At least one node in the cluster must be told to create the primary component, typically only once — the first time the cluster is started. The primary component is created when a node is started with the -p
option.
When a node is restarted, it will remember whether it was part of the primary component without the need to specify the -p
option. It does this by looking at configuration written to the work directory. If the primary component configuration already exists in the work directory then the node will refuse to start if the -p
option is specified.
The following command will start a node and create the primary component. The SLEE on the node will transition into the state it was previously in, or the STOPPED state if there is no existing persistent state for the node.

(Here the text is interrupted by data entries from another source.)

//! The ciphersuite provider seam. The protocol never touches a primitive directly: it asks a
//! [`CryptoProvider`] for the [`Hash`], [`Hpke`] and [`Signature`] implementations of a
//! [`CipherSuite`], and composes them through the labelled operations of
//! [RFC9420 Sec.5](https://www.rfc-editor.org/rfc/rfc9420.html#section-5).

mod key_store;
mod rust;

use bytes::{BufMut, Bytes, BytesMut};
use serde::{Deserialize, Serialize};
use subtle::ConstantTimeEq;

pub use self::key_store::{KeyStore, MemoryKeyStore};
pub use self::rust::RustCryptoProvider;
pub use super::{Aead, Kdf, Kem};

use super::cipher_suite::CipherSuite;
use super::key_pair::{HPKEKeyPair, SignatureKeyPair};
use super::Secret;
use crate::mls::utilities::error::{Error, Result};
use crate::mls::utilities::serde::serialize_opaque_vec;

const MLS_LABEL_PREFIX: &[u8] = b"MLS 1.0 ";

#[allow(non_camel_case_types)]
#[derive(Default, Debug, Copy, Clone, Eq, PartialEq)]
pub enum HashScheme {
    #[default]
    SHA256,
}

/// [RFC9420 Sec.17.1](https://www.rfc-editor.org/rfc/rfc9420.html#section-17.1) signature
/// schemes, numbered as in the TLS `SignatureScheme` registry.
#[allow(non_camel_case_types)]
#[derive(Default, Debug, Copy, Clone, Eq, PartialEq, Hash, Serialize, Deserialize)]
#[repr(u16)]
pub enum SignatureScheme {
    #[default]
    ED25519 = 0x0807,
}

#[derive(Default, Debug, Copy, Clone, Eq, PartialEq)]
pub struct HpkeSuite {
    pub kem: Kem,
    pub kdf: Kdf,
    pub aead: Aead,
}

pub trait Hash: Send + Sync {
    fn size(&self) -> usize;

    fn digest(&self, data: &[u8]) -> Bytes;

    fn mac(&self, key: &[u8], message: &[u8]) -> Result<Bytes>;
}

pub trait Hpke: Send + Sync {
    fn hpke_suite(&self) -> HpkeSuite;

    fn kem_derive_key_pair(&self, ikm: &[u8]) -> Result<HPKEKeyPair>;

    fn kdf_expand(&self, secret: &[u8], info: &[u8], length: u16) -> Result<Secret>;

    fn kdf_extract(&self, secret: &[u8], salt: &[u8]) -> Result<Secret>;

    fn kdf_extract_size(&self) -> u16;

    fn aead_key_size(&self) -> u16;

    fn aead_nonce_size(&self) -> u16;

    fn aead_open(
        &self,
        key: &[u8],
        nonce: &[u8],
        ciphertext: &[u8],
        additional_data: &[u8],
    ) -> Result<Bytes>;

    fn aead_seal(
        &self,
        key: &[u8],
        nonce: &[u8],
        plaintext: &[u8],
        additional_data: &[u8],
    ) -> Result<Bytes>;

    /// HPKE base mode single-shot encryption. Returns `(kem_output, ciphertext)`.
    fn hpke_seal(
        &self,
        public_key: &[u8],
        info: &[u8],
        additional_data: &[u8],
        plaintext: &[u8],
    ) -> Result<(Bytes, Bytes)>;

    /// HPKE base mode single-shot decryption.
    fn hpke_open(
        &self,
        private_key: &[u8],
        kem_output: &[u8],
        info: &[u8],
        additional_data: &[u8],
        ciphertext: &[u8],
    ) -> Result<Secret>;
}

pub trait Signature: Send + Sync {
    fn signature_key_pair(&self) -> Result<SignatureKeyPair>;

    fn signature_scheme(&self) -> SignatureScheme;

    fn sign(&self, sign_key: &[u8], message: &[u8]) -> Result<Bytes>;

    fn verify(&self, public_key: &[u8], message: &[u8], signature: &[u8]) -> Result<()>;
}

/// Supplies the primitives of every cipher suite it supports, plus the key store that keeps
/// private keys of key packages until they are consumed.
pub trait CryptoProvider {
    fn supports(&self, cipher_suite: CipherSuite) -> bool;

    fn supported(&self) -> Vec<CipherSuite>;

    fn key_store(&self) -> &dyn KeyStore;

    fn hash(&self, cipher_suite: CipherSuite) -> Result<&dyn Hash>;

    fn hpke(&self, cipher_suite: CipherSuite) -> Result<&dyn Hpke>;

    fn signature(&self, cipher_suite: CipherSuite) -> Result<&dyn Signature>;

    /// ```text
    /// RefHash(label, value) = Hash(RefHashInput)
    /// ```
    fn ref_hash(&self, cipher_suite: CipherSuite, label: &[u8], value: &[u8]) -> Result<Bytes> {
        let mut buf = BytesMut::new();
        serialize_opaque_vec(label, &mut buf)?;
        serialize_opaque_vec(value, &mut buf)?;

        Ok(self.hash(cipher_suite)?.digest(&buf))
    }

    /// ```text
    /// ExpandWithLabel(Secret, Label, Context, Length) =
    ///     KDF.Expand(Secret, KDFLabel, Length)
    /// ```
    fn expand_with_label(
        &self,
        cipher_suite: CipherSuite,
        secret: &[u8],
        label: &[u8],
        context: &[u8],
        length: u16,
    ) -> Result<Secret> {
        let mut kdf_label = BytesMut::new();
        kdf_label.put_u16(length);
        serialize_opaque_vec(&[MLS_LABEL_PREFIX, label].concat(), &mut kdf_label)?;
        serialize_opaque_vec(context, &mut kdf_label)?;

        self.hpke(cipher_suite)?
            .kdf_expand(secret, &kdf_label, length)
    }

    /// ```text
    /// DeriveSecret(Secret, Label) = ExpandWithLabel(Secret, Label, "", KDF.Nh)
    /// ```
    fn derive_secret(
        &self,
        cipher_suite: CipherSuite,
        secret: &[u8],
        label: &[u8],
    ) -> Result<Secret> {
        let length = self.hpke(cipher_suite)?.kdf_extract_size();
        self.expand_with_label(cipher_suite, secret, label, &[], length)
    }

    fn sign_with_label(
        &self,
        cipher_suite: CipherSuite,
        sign_key: &[u8],
        label: &[u8],
        content: &[u8],
    ) -> Result<Bytes> {
        let sign_content = sign_content(label, content)?;
        self.signature(cipher_suite)?.sign(sign_key, &sign_content)
    }

    fn verify_with_label(
        &self,
        cipher_suite: CipherSuite,
        verify_key: &[u8],
        label: &[u8],
        content: &[u8],
        signature: &[u8],
    ) -> Result<()> {
        let sign_content = sign_content(label, content)?;
        self.signature(cipher_suite)?
            .verify(verify_key, &sign_content, signature)
    }

    /// HPKE encryption with the `EncryptContext` of the given label as `info`.
    fn encrypt_with_label(
        &self,
        cipher_suite: CipherSuite,
        public_key: &[u8],
        label: &[u8],
        context: &[u8],
        plaintext: &[u8],
    ) -> Result<(Bytes, Bytes)> {
        let encrypt_context = encrypt_context(label, context)?;
        self.hpke(cipher_suite)?
            .hpke_seal(public_key, &encrypt_context, &[], plaintext)
    }

    fn decrypt_with_label(
        &self,
        cipher_suite: CipherSuite,
        private_key: &[u8],
        label: &[u8],
        context: &[u8],
        kem_output: &[u8],
        ciphertext: &[u8],
    ) -> Result<Secret> {
        let encrypt_context = encrypt_context(label, context)?;
        self.hpke(cipher_suite)?
            .hpke_open(private_key, kem_output, &encrypt_context, &[], ciphertext)
    }

    fn sign_mac(&self, cipher_suite: CipherSuite, key: &[u8], message: &[u8]) -> Result<Bytes> {
        self.hash(cipher_suite)?.mac(key, message)
    }

    /// Recomputes the MAC and compares it to `tag` in constant time.
    fn verify_mac(
        &self,
        cipher_suite: CipherSuite,
        key: &[u8],
        message: &[u8],
        tag: &[u8],
    ) -> Result<bool> {
        let expected = self.sign_mac(cipher_suite, key, message)?;
        Ok(expected.as_ref().ct_eq(tag).into())
    }

    /// ```text
    /// node_priv, node_pub = KEM.DeriveKeyPair(DeriveSecret(path_secret, "node"))
    /// ```
    fn derive_node_key_pair(
        &self,
        cipher_suite: CipherSuite,
        path_secret: &[u8],
    ) -> Result<HPKEKeyPair> {
        let node_secret = self.derive_secret(cipher_suite, path_secret, b"node")?;
        self.hpke(cipher_suite)?.kem_derive_key_pair(&node_secret)
    }

    /// A fresh HPKE key pair from the system CSPRNG.
    fn generate_hpke_key_pair(&self, cipher_suite: CipherSuite) -> Result<HPKEKeyPair> {
        let hpke = self.hpke(cipher_suite)?;
        let ikm = Secret::random(hpke.kdf_extract_size() as usize);
        hpke.kem_derive_key_pair(&ikm)
    }
}

fn sign_content(label: &[u8], content: &[u8]) -> Result<Bytes> {
    let mut buf = BytesMut::new();
    serialize_opaque_vec(&[MLS_LABEL_PREFIX, label].concat(), &mut buf)?;
    serialize_opaque_vec(content, &mut buf)?;
    Ok(buf.freeze())
}

fn encrypt_context(label: &[u8], context: &[u8]) -> Result<Bytes> {
    let mut buf = BytesMut::new();
    serialize_opaque_vec(&[MLS_LABEL_PREFIX, label].concat(), &mut buf)?;
    serialize_opaque_vec(context, &mut buf)?;
    Ok(buf.freeze())
}

/// Fails with [`Error::UnsupportedCipherSuite`] unless `provider` can run `cipher_suite`.
pub fn ensure_supported(provider: &impl CryptoProvider, cipher_suite: CipherSuite) -> Result<()> {
    if provider.supports(cipher_suite) {
        Ok(())
    } else {
        Err(Error::UnsupportedCipherSuite(cipher_suite))
    }
}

$ cd node-101 $ ./start-rhino.sh -p
Quorum node
Quorum nodes are lightweight nodes that do not perform any event processing, nor do they participate in management-level operations. They are intended to be used strictly for determining which parts of the cluster remain in the primary component, in the event of node failures.
To run a node as a quorum node, specify the -q
option with the start-rhino.sh
shell script, as follows:
$ cd node-101 $ ./start-rhino.sh -q
Auto-restart
To set a node to automatically restart in the event of failure (such as a JVM crash), use the -k
option with start-rhino.sh
. This option works by checking for a $RHINO_HOME/work/halt_file
file after the node exits. Rhino writes the halt file if the node:
-
fails to start (because it has been incorrectly configured)
-
is manually shutdown (using the relevant management commands)
-
is killed (using the
stop-rhino.sh
script).
If Rhino does not find the halt file, start-rhino.sh
assumes that the node exited unexpectedly and restarts it after 30 seconds. If the node originally started with the -p
, -s
or -x
options, Rhino restarts it without any of these options, to avoid changing the cluster state.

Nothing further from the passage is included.